Institute for Excellence in Writing/ Linguistic Development through Poetry Memorization (Review)

As you may have noticed over the years (if you've been reading my blog for years...) that I am a fan of Andrew Pudewa, and the Institute for Excellence in Writing. We have been blessed to review many of IEW's products over the years, and have purchased a few besides, so I was very excited to be on the review for the newly revised, 2nd edition of Linguistic Development through Poetry Memorization. The Linguistic Development through Poetry Memorization set includes a teacher's manual, a folio of audio cds, and one of Andrew Pudewa's conference talk Nurturing Competent Communicators on DVD.

I appreciate poetry, but sometimes haven't made as much time for it in our daily life as I would like. This program helps, but addresses so much more than simply "poetry."

So, how exactly does linguistic development through poetry memorization make a difference, you ask? Good question! :) Here are some of the basic premises:

  • Poetry offers extensive vocabulary
  • Poetry is highly organized and patterned which means that 
  • Poetry is somewhat easier to memorize, because of the rhythm and rhyme, as well as the typically interesting subject matter
  • Poems are "highly concentrated," filled with snippets of rich, colorful language, which often has the effect of distilling a large concept into a smaller, thought-provoking package. 
  • Poetry memorization is, scientifically, a boon to the neurological health of the brain (The more you memorize, the more neurons make connections, the healthier and stronger your brain)! 
The poems in this program are split into 4 levels of 19 poems with a spot for a "personal selection" bringing the total of poems learned in each level to 20. The poems vary widely in length, content, author, and style throughout each level, which adds to the interest level for the student.

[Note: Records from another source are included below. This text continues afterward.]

//! S7-shaped scenario: a stop signal during steady-state ingest causes a
//! final flush, and every admitted record ends up committed (spec §8,
//! scenario S7; invariant 7's success case `receivedCount == insertedCount`).

use std::time::Duration;

use logship_ingest::Batcher;
use logship_model::{LogRecord, PushType, RawFields};
use logship_testkit::FakeStore;
use tokio::sync::broadcast;

fn record() -> LogRecord {
    let raw = RawFields {
        output: "shutting down".into(),
        service: "auth".into(),
        ..Default::default()
    };
    LogRecord::from_fields(
        raw,
        "app1".into(),
        "login".into(),
        PushType::Udp,
        chrono::Utc::now(),
    )
    .unwrap()
}

#[tokio::test]
async fn sigterm_during_ingest_flushes_final_batch() {
    let store = FakeStore::new();
    // batch_size high enough that the size trigger never fires on its own.
    let batcher = Batcher::new(store.clone(), 100, 100);
    let (shutdown_tx, shutdown_rx) = broadcast::channel(1);

    let flusher = batcher.spawn_flusher(Duration::from_secs(3600), shutdown_rx);

    for _ in 0..7 {
        batcher.admit(record()).await;
    }
    assert_eq!(batcher.inserted_count(), 0);

    shutdown_tx.send(()).unwrap();
    flusher.await.unwrap();

    assert_eq!(batcher.received_count(), 7);
    assert_eq!(batcher.inserted_count(), 7);
    assert_eq!(store.committed_records().len(), 7);
}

The fifth and final level encompasses excerpts (mostly) from 20 speeches, spanning works from Plato all the way to a selection from modern day Nobel Peace Prize winner, Aung San Suu Kyi, Burmese founder of the National League for Democracy.
The Teacher's Manual and CD's come in this lovely folio box...
I put the optional printed/ bound Student book in the bottom so you could see everything we received! 
A closer look:

Teacher's Manual
The Teacher's Manual includes 21 pages of Introduction which cover the concept behind the program, and instructions on how to go about using it. Following that, it includes the text of all 96 poems and speeches with occasional literary notes, Author Biographies, and Lesson Enhancements. It also comes with access to download a Student e-book and six more Andrew Pudewa audio mp3s:
  • Mastery Learning, Ability Development, and Individualized Education
  • Ten Thousand Times and Then Begins Understanding
  • On Listening
  • On Speaking
  • On Reading
  • On Writing
The accompanying CD's are recordings of Andrew Pudewa's excellent recitations of the poems, which can be used to introduce the poem, as an aide to learning the poem (For those who memorize better through auditory channels), and as an example of recitation with feeling rather than rote recitation. If you have used any of IEW's writing materials that make use of Andrew Pudewa's recorded classes, your children will definitely recognize his distinctive voice! :)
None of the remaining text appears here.